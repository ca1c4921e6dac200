//! Credential vault: AES-256-GCM authenticated encryption of provider secrets
//!
//! Every provider API key and OAuth token is encrypted here before it is
//! handed to storage. Each encryption draws a fresh random 96-bit nonce which
//! is stored alongside the ciphertext and never reused.

use crate::error::{OutreachError, Result};
use aes_gcm::aead::{Aead, AeadCore, OsRng, Payload};
use aes_gcm::{Aes256Gcm, Key, KeyInit, Nonce};
use base64::{engine::general_purpose::STANDARD as BASE64, Engine as _};
use std::collections::HashMap;

/// Decrypted provider secrets, e.g. `{"api_key": "..."}` for CRM providers or
/// the OAuth token fields for Gmail
pub type SecretBag = HashMap<String, serde_json::Value>;

pub struct CredentialVault {
    cipher: Aes256Gcm,
}

impl CredentialVault {
    /// Create a vault from a raw 256-bit key
    pub fn new(key: &[u8]) -> Result<Self> {
        if key.len() != 32 {
            return Err(OutreachError::Config(format!(
                "vault key must be exactly 32 bytes (256 bits), got {}",
                key.len()
            )));
        }

        Ok(Self {
            cipher: Aes256Gcm::new(Key::<Aes256Gcm>::from_slice(key)),
        })
    }

    /// Create a vault from a base64-encoded key, as stored in configuration
    pub fn from_base64(key_b64: &str) -> Result<Self> {
        let key = BASE64
            .decode(key_b64)
            .map_err(|e| OutreachError::Config(format!("vault key is not valid base64: {}", e)))?;
        Self::new(&key)
    }

    /// Encrypt a secret bag; returns base64 (ciphertext, nonce)
    pub fn encrypt(&self, secrets: &SecretBag) -> Result<(String, String)> {
        self.seal(secrets, b"")
    }

    /// Decrypt a secret bag previously produced by [`encrypt`](Self::encrypt)
    pub fn decrypt(&self, ciphertext_b64: &str, nonce_b64: &str) -> Result<SecretBag> {
        self.open(ciphertext_b64, nonce_b64, b"")
    }

    /// Encrypt with the provider id bound as associated data, so a ciphertext
    /// stored for one provider cannot be replayed for another
    pub fn encrypt_for(&self, provider: &str, secrets: &SecretBag) -> Result<(String, String)> {
        self.seal(secrets, provider.as_bytes())
    }

    /// Counterpart of [`encrypt_for`](Self::encrypt_for)
    pub fn decrypt_for(
        &self,
        provider: &str,
        ciphertext_b64: &str,
        nonce_b64: &str,
    ) -> Result<SecretBag> {
        self.open(ciphertext_b64, nonce_b64, provider.as_bytes())
    }

    fn seal(&self, secrets: &SecretBag, aad: &[u8]) -> Result<(String, String)> {
        let plaintext = serde_json::to_vec(secrets)?;
        let nonce = Aes256Gcm::generate_nonce(&mut OsRng);

        let ciphertext = self
            .cipher
            .encrypt(
                &nonce,
                Payload {
                    msg: &plaintext,
                    aad,
                },
            )
            .map_err(|_| OutreachError::Encryption("encryption failed".to_string()))?;

        Ok((BASE64.encode(ciphertext), BASE64.encode(nonce)))
    }

    fn open(&self, ciphertext_b64: &str, nonce_b64: &str, aad: &[u8]) -> Result<SecretBag> {
        let ciphertext = BASE64.decode(ciphertext_b64).map_err(|e| {
            OutreachError::Encryption(format!("ciphertext is not valid base64: {}", e))
        })?;
        let nonce = BASE64
            .decode(nonce_b64)
            .map_err(|e| OutreachError::Encryption(format!("nonce is not valid base64: {}", e)))?;

        if nonce.len() != 12 {
            return Err(OutreachError::Encryption(format!(
                "nonce must be 12 bytes, got {}",
                nonce.len()
            )));
        }

        // Tag verification failure is a hard error: tampered data or the
        // wrong key must never yield partial plaintext.
        let plaintext = self
            .cipher
            .decrypt(
                Nonce::from_slice(&nonce),
                Payload {
                    msg: &ciphertext,
                    aad,
                },
            )
            .map_err(|_| {
                OutreachError::Encryption(
                    "authentication tag mismatch: ciphertext tampered or wrong key".to_string(),
                )
            })?;

        Ok(serde_json::from_slice(&plaintext)?)
    }
}

/// Generate a new base64-encoded 256-bit vault key.
/// Run once and store the output as the configured encryption key.
pub fn generate_key() -> String {
    let key = Aes256Gcm::generate_key(&mut OsRng);
    BASE64.encode(key)
}
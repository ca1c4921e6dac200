//! Campaign processing driver
//!
//! Runs one orchestrator operation per invocation — a processing pass or a
//! bulk enroll — against stores seeded from a JSON dataset, and prints the
//! structured result as JSON. Cadence is the caller's business: point cron
//! (or an operator) at this binary.

use anyhow::{bail, Context};
use chrono::{DateTime, Utc};
use clap::{Arg, ArgAction, Command};
use nurture_core::transport::registry::{CredentialWriter, TransportResolver};
use nurture_core::{
    CredentialService, CredentialVault, InMemoryStore, OutreachConfig, SecretBag,
    SendOrchestrator, TransportRegistry,
};
use nurture_types::{Campaign, CampaignId, CampaignStep, Lead, LeadId, UserId};
use serde::Deserialize;
use std::sync::Arc;

/// Seed data loaded into the in-memory stores at startup
#[derive(Debug, Deserialize)]
struct Dataset {
    #[serde(default)]
    campaigns: Vec<Campaign>,
    #[serde(default)]
    steps: Vec<CampaignStep>,
    #[serde(default)]
    leads: Vec<Lead>,
    #[serde(default)]
    credentials: Vec<PlainCredential>,
}

/// Plaintext credential from the dataset; encrypted into the store on load
#[derive(Debug, Deserialize)]
struct PlainCredential {
    user_id: i64,
    provider: String,
    secrets: SecretBag,
}

#[tokio::main]
async fn main() -> anyhow::Result<()> {
    // Initialize logging with INFO as default if RUST_LOG not set
    env_logger::Builder::from_env(env_logger::Env::default().default_filter_or("info")).init();

    let matches = Command::new("nurture")
        .version("1.0.0")
        .about("Drip-campaign outreach processor")
        .arg(
            Arg::new("config")
                .long("config")
                .short('c')
                .value_name("FILE")
                .help("Configuration file path")
                .default_value("./outreach.json"),
        )
        .arg(
            Arg::new("data")
                .long("data")
                .value_name("FILE")
                .help("Dataset file with campaigns, steps, leads and credentials"),
        )
        .arg(
            Arg::new("campaign-id")
                .long("campaign-id")
                .value_name("ID")
                .help("Campaign to process"),
        )
        .arg(
            Arg::new("user-id")
                .long("user-id")
                .value_name("ID")
                .help("Acting user (campaign owner)"),
        )
        .arg(
            Arg::new("enroll")
                .long("enroll")
                .value_name("LEAD_IDS")
                .help("Enroll the comma-separated lead ids instead of processing"),
        )
        .arg(
            Arg::new("at")
                .long("at")
                .value_name("RFC3339")
                .help("Process as of this instant instead of now"),
        )
        .arg(
            Arg::new("generate-key")
                .long("generate-key")
                .help("Print a fresh vault key and exit")
                .action(ArgAction::SetTrue),
        )
        .get_matches();

    if matches.get_flag("generate-key") {
        println!("{}", nurture_core::generate_key());
        return Ok(());
    }

    let config_path = matches.get_one::<String>("config").unwrap();
    let config = OutreachConfig::from_file(config_path)
        .with_context(|| format!("loading configuration from {}", config_path))?;
    log::info!("Loaded configuration from {}", config_path);

    let store = Arc::new(InMemoryStore::new());
    let vault = CredentialVault::from_base64(&config.security.encryption_key)?;
    let credentials = Arc::new(CredentialService::new(vault, store.clone()));

    let data_path = match matches.get_one::<String>("data") {
        Some(path) => path,
        None => bail!("--data is required (JSON dataset to operate on)"),
    };
    load_dataset(data_path, &store, &credentials).await?;

    let writer: Arc<dyn CredentialWriter> = credentials.clone();
    let resolver: Arc<dyn TransportResolver> = Arc::new(TransportRegistry::new(
        config.providers.clone(),
        config.send.clone(),
        &config.google,
        writer,
    ));

    let orchestrator = SendOrchestrator::new(
        store.clone(),
        store.clone(),
        credentials,
        resolver,
        config.send.clone(),
    );

    let campaign_id = CampaignId::new(parse_id(&matches, "campaign-id")?);
    let user_id = UserId::new(parse_id(&matches, "user-id")?);

    if let Some(lead_list) = matches.get_one::<String>("enroll") {
        let lead_ids: Vec<LeadId> = lead_list
            .split(',')
            .map(|part| {
                part.trim()
                    .parse::<i64>()
                    .map(LeadId::new)
                    .with_context(|| format!("invalid lead id '{}'", part))
            })
            .collect::<anyhow::Result<_>>()?;

        let outcome = orchestrator.enroll(campaign_id, user_id, &lead_ids).await?;
        println!("{}", serde_json::to_string_pretty(&outcome)?);
        return Ok(());
    }

    let summary = match matches.get_one::<String>("at") {
        Some(timestamp) => {
            let at: DateTime<Utc> = timestamp
                .parse()
                .with_context(|| format!("invalid --at timestamp '{}'", timestamp))?;
            orchestrator
                .process_campaign_at(campaign_id, user_id, at)
                .await?
        }
        None => orchestrator.process_campaign(campaign_id, user_id).await?,
    };

    println!("{}", serde_json::to_string_pretty(&summary)?);
    Ok(())
}

fn parse_id(matches: &clap::ArgMatches, name: &str) -> anyhow::Result<i64> {
    matches
        .get_one::<String>(name)
        .with_context(|| format!("--{} is required", name))?
        .parse::<i64>()
        .with_context(|| format!("--{} must be an integer", name))
}

async fn load_dataset(
    path: &str,
    store: &Arc<InMemoryStore>,
    credentials: &Arc<CredentialService>,
) -> anyhow::Result<()> {
    let content =
        std::fs::read_to_string(path).with_context(|| format!("reading dataset {}", path))?;
    let dataset: Dataset =
        serde_json::from_str(&content).with_context(|| format!("parsing dataset {}", path))?;

    let (campaigns, steps, leads) = (
        dataset.campaigns.len(),
        dataset.steps.len(),
        dataset.leads.len(),
    );

    for campaign in dataset.campaigns {
        store.insert_campaign(campaign).await;
    }
    for step in dataset.steps {
        store.insert_step(step).await?;
    }
    for lead in dataset.leads {
        store.insert_lead(lead).await;
    }
    for credential in dataset.credentials {
        credentials
            .save_secrets(
                UserId::new(credential.user_id),
                &credential.provider,
                &credential.secrets,
            )
            .await?;
    }

    log::info!(
        "Loaded dataset from {}: {} campaigns, {} steps, {} leads",
        path,
        campaigns,
        steps,
        leads
    );
    Ok(())
}
//! Shared test harness: fake transport, fixed resolver, seeded stores

#![allow(dead_code)]

use async_trait::async_trait;
use chrono::{DateTime, Utc};
use nurture_core::config::SendConfig;
use nurture_core::credentials::CredentialService;
use nurture_core::error::{OutreachError, Result};
use nurture_core::store::InMemoryStore;
use nurture_core::transport::registry::{CredentialWriter, TransportResolver};
use nurture_core::transport::Transport;
use nurture_core::vault::{CredentialVault, SecretBag};
use nurture_core::SendOrchestrator;
use nurture_types::{
    Campaign, CampaignId, CampaignMedium, CampaignStatus, CampaignStep, ContactFilter, Lead,
    LeadId, LeadRecord, SendReceipt, StepId, StepKind, UserId,
};
use serde_json::json;
use std::collections::HashMap;
use std::sync::{Arc, Mutex};

/// Scripted failure behavior per contact reference
#[derive(Debug, Clone)]
pub enum FailMode {
    AuthAlways,
    ProviderAlways,
    /// Fail the first N attempts with a transient transport error
    TransportTimes(u32),
}

#[derive(Debug, Clone)]
pub struct SentMessage {
    pub contact_ref: String,
    pub subject: String,
    pub body: String,
}

pub struct FakeTransport {
    validate_ok: bool,
    failures: Mutex<HashMap<String, FailMode>>,
    pub attempts: Mutex<HashMap<String, u32>>,
    pub sent: Mutex<Vec<SentMessage>>,
    pub notes: Mutex<Vec<(String, String)>>,
}

impl FakeTransport {
    pub fn new() -> Self {
        Self {
            validate_ok: true,
            failures: Mutex::new(HashMap::new()),
            attempts: Mutex::new(HashMap::new()),
            sent: Mutex::new(Vec::new()),
            notes: Mutex::new(Vec::new()),
        }
    }

    pub fn rejecting_validation() -> Self {
        Self {
            validate_ok: false,
            ..Self::new()
        }
    }

    pub fn fail_for(&self, contact_ref: &str, mode: FailMode) {
        self.failures
            .lock()
            .unwrap()
            .insert(contact_ref.to_string(), mode);
    }

    pub fn attempts_for(&self, contact_ref: &str) -> u32 {
        self.attempts
            .lock()
            .unwrap()
            .get(contact_ref)
            .copied()
            .unwrap_or(0)
    }

    pub fn sent_messages(&self) -> Vec<SentMessage> {
        self.sent.lock().unwrap().clone()
    }

    fn deliver(&self, contact_ref: &str, subject: &str, body: &str) -> Result<SendReceipt> {
        let attempt = {
            let mut attempts = self.attempts.lock().unwrap();
            let counter = attempts.entry(contact_ref.to_string()).or_insert(0);
            *counter += 1;
            *counter
        };

        match self.failures.lock().unwrap().get(contact_ref) {
            Some(FailMode::AuthAlways) => {
                return Err(OutreachError::Auth("credential rejected".to_string()))
            }
            Some(FailMode::ProviderAlways) => {
                return Err(OutreachError::Provider {
                    status: 422,
                    message: "invalid recipient".to_string(),
                })
            }
            Some(FailMode::TransportTimes(n)) if attempt <= *n => {
                return Err(OutreachError::Transport("connection reset".to_string()))
            }
            _ => {}
        }

        self.sent.lock().unwrap().push(SentMessage {
            contact_ref: contact_ref.to_string(),
            subject: subject.to_string(),
            body: body.to_string(),
        });

        Ok(SendReceipt {
            message_id: format!("msg-{}-{}", contact_ref, attempt),
        })
    }
}

#[async_trait]
impl Transport for FakeTransport {
    fn provider(&self) -> &'static str {
        "fake-crm"
    }

    async fn validate_connection(&self) -> Result<bool> {
        Ok(self.validate_ok)
    }

    async fn fetch_contacts(&self, _filter: &ContactFilter) -> Result<Vec<LeadRecord>> {
        Ok(Vec::new())
    }

    async fn send_email(
        &self,
        contact_ref: &str,
        subject: &str,
        body: &str,
    ) -> Result<SendReceipt> {
        self.deliver(contact_ref, subject, body)
    }

    async fn send_sms(&self, contact_ref: &str, body: &str) -> Result<SendReceipt> {
        self.deliver(contact_ref, "", body)
    }

    async fn annotate(&self, contact_ref: &str, note: &str) -> Result<bool> {
        self.notes
            .lock()
            .unwrap()
            .push((contact_ref.to_string(), note.to_string()));
        Ok(true)
    }

    async fn update_status(&self, _contact_ref: &str, _status: &str) -> Result<bool> {
        Ok(true)
    }

    async fn add_tag(&self, _contact_ref: &str, _tag: &str) -> Result<bool> {
        Ok(true)
    }
}

/// Resolver that hands back one fixed transport regardless of provider
pub struct FixedResolver {
    pub transport: Arc<FakeTransport>,
}

impl TransportResolver for FixedResolver {
    fn resolve(
        &self,
        _user_id: UserId,
        _provider: &str,
        _secrets: SecretBag,
    ) -> Result<Arc<dyn Transport>> {
        Ok(self.transport.clone())
    }
}

pub struct TestHarness {
    pub store: Arc<InMemoryStore>,
    pub credentials: Arc<CredentialService>,
    pub transport: Arc<FakeTransport>,
    pub orchestrator: SendOrchestrator,
}

pub const OWNER: UserId = UserId::new(1);

pub fn harness() -> TestHarness {
    harness_with_transport(Arc::new(FakeTransport::new()))
}

pub fn harness_with_transport(transport: Arc<FakeTransport>) -> TestHarness {
    let store = Arc::new(InMemoryStore::new());
    let vault = CredentialVault::new(&[9u8; 32]).unwrap();
    let credentials = Arc::new(CredentialService::new(vault, store.clone()));
    let resolver = Arc::new(FixedResolver {
        transport: transport.clone(),
    });

    let send = SendConfig {
        backoff_ms: 1,
        ..SendConfig::default()
    };

    let orchestrator = SendOrchestrator::new(
        store.clone(),
        store.clone(),
        credentials.clone(),
        resolver,
        send,
    );

    TestHarness {
        store,
        credentials,
        transport,
        orchestrator,
    }
}

/// Store an encrypted CRM credential so the orchestrator can resolve one
pub async fn seed_crm_credential(harness: &TestHarness, user: UserId) {
    let mut bag = SecretBag::new();
    bag.insert("api_key".to_string(), json!("crm-key-1"));
    harness
        .credentials
        .save_secrets(user, "boldtrail", &bag)
        .await
        .unwrap();
}

pub fn campaign(id: i64, user: UserId, status: CampaignStatus, now: DateTime<Utc>) -> Campaign {
    Campaign {
        id: CampaignId::new(id),
        user_id: user,
        name: "Spring buyers".to_string(),
        medium: CampaignMedium::Both,
        status,
        target_tags: vec![],
        target_status: vec![],
        leads_count: 0,
        sent_count: 0,
        gmail_enabled: false,
        created_at: now,
        updated_at: now,
        started_at: Some(now),
    }
}

pub fn step(
    campaign_id: i64,
    order: u32,
    delay_days: u32,
    kind: StepKind,
    now: DateTime<Utc>,
) -> CampaignStep {
    CampaignStep {
        id: StepId::new(0),
        campaign_id: CampaignId::new(campaign_id),
        step_order: order,
        delay_days,
        kind,
        subject: match kind {
            StepKind::Email => Some(format!("Step {} for {{{{first_name}}}}", order)),
            StepKind::Sms => None,
        },
        body: "Hi {{first_name}}, new homes in {{location}}!".to_string(),
        sent_count: 0,
        created_at: now,
    }
}

pub fn lead(id: i64, user: UserId) -> Lead {
    Lead {
        id: LeadId::new(id),
        user_id: user,
        crm_lead_id: Some(format!("crm-{}", id)),
        first_name: Some("Maria".to_string()),
        last_name: Some("Santos".to_string()),
        email: Some(format!("lead{}@example.com", id)),
        phone: None,
        location: Some("Austin, TX".to_string()),
        address: None,
        status: Some("New".to_string()),
        tags: vec!["Zillow Lead".to_string()],
    }
}
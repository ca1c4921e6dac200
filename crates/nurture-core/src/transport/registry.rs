//! Transport registry: the single seam mapping provider identifiers to
//! concrete transport constructors

use crate::config::{GoogleOAuthConfig, ProviderEndpoints, SendConfig};
use crate::error::{OutreachError, Result};
use crate::transport::boldtrail::BoldTrailTransport;
use crate::transport::followupboss::FollowUpBossTransport;
use crate::transport::gmail::GmailTransport;
use crate::transport::token::{HttpTokenRefresher, OAuthToken, TokenRefresher, TokenSink};
use crate::transport::Transport;
use crate::vault::SecretBag;
use async_trait::async_trait;
use nurture_types::UserId;
use std::sync::Arc;

/// Provider identifiers with a registered constructor
pub const SUPPORTED_PROVIDERS: &[&str] = &["boldtrail", "followupboss", "gmail"];

/// Receives refreshed OAuth secret bags for re-encryption and storage
#[async_trait]
pub trait CredentialWriter: Send + Sync {
    async fn save_secrets(&self, user_id: UserId, provider: &str, secrets: &SecretBag)
        -> Result<()>;
}

/// Resolves a provider identifier plus decrypted secrets into a transport.
/// Fronts the registry so tests can substitute a fixed fake transport.
pub trait TransportResolver: Send + Sync {
    fn resolve(
        &self,
        user_id: UserId,
        provider: &str,
        secrets: SecretBag,
    ) -> Result<Arc<dyn Transport>>;
}

pub struct TransportRegistry {
    endpoints: ProviderEndpoints,
    send: SendConfig,
    refresher: Arc<dyn TokenRefresher>,
    writer: Arc<dyn CredentialWriter>,
}

impl TransportRegistry {
    pub fn new(
        endpoints: ProviderEndpoints,
        send: SendConfig,
        google: &GoogleOAuthConfig,
        writer: Arc<dyn CredentialWriter>,
    ) -> Self {
        let refresher: Arc<dyn TokenRefresher> = Arc::new(HttpTokenRefresher::new(
            google.client_id.clone(),
            google.client_secret.clone(),
        ));
        Self::with_refresher(endpoints, send, refresher, writer)
    }

    /// Construct with an injected refresher (tests use a fake)
    pub fn with_refresher(
        endpoints: ProviderEndpoints,
        send: SendConfig,
        refresher: Arc<dyn TokenRefresher>,
        writer: Arc<dyn CredentialWriter>,
    ) -> Self {
        Self {
            endpoints,
            send,
            refresher,
            writer,
        }
    }
}

impl TransportResolver for TransportRegistry {
    fn resolve(
        &self,
        user_id: UserId,
        provider: &str,
        secrets: SecretBag,
    ) -> Result<Arc<dyn Transport>> {
        match provider {
            "boldtrail" => Ok(Arc::new(BoldTrailTransport::from_secrets(
                &secrets,
                &self.endpoints.boldtrail_base_url,
                self.send.request_timeout_secs,
            )?)),
            "followupboss" => Ok(Arc::new(FollowUpBossTransport::from_secrets(
                &secrets,
                &self.endpoints.followupboss_base_url,
                self.send.request_timeout_secs,
            )?)),
            "gmail" => {
                let token = OAuthToken::from_secret_bag(&secrets)?;
                let sink: Arc<dyn TokenSink> = Arc::new(RefreshedTokenSink {
                    writer: self.writer.clone(),
                    user_id,
                });
                Ok(Arc::new(GmailTransport::new(
                    token,
                    self.refresher.clone(),
                    sink,
                    &self.endpoints.gmail_base_url,
                    self.send.request_timeout_secs,
                    self.send.token_expiry_buffer_secs,
                )?))
            }
            other => Err(OutreachError::Validation(format!(
                "unsupported provider: {}",
                other
            ))),
        }
    }
}

/// Persists refreshed Gmail tokens back through the credential writer
struct RefreshedTokenSink {
    writer: Arc<dyn CredentialWriter>,
    user_id: UserId,
}

#[async_trait]
impl TokenSink for RefreshedTokenSink {
    async fn persist(&self, token: &OAuthToken) -> Result<()> {
        self.writer
            .save_secrets(self.user_id, "gmail", &token.to_secret_bag())
            .await
    }
}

ACTION ITEM: In the entries above, find each line with "processing" and list it.

TASK ANSWER:
//! Campaign processing driver
//! Runs one orchestrator operation per invocation — a processing pass or a
                .help("Enroll the comma-separated lead ids instead of processing"),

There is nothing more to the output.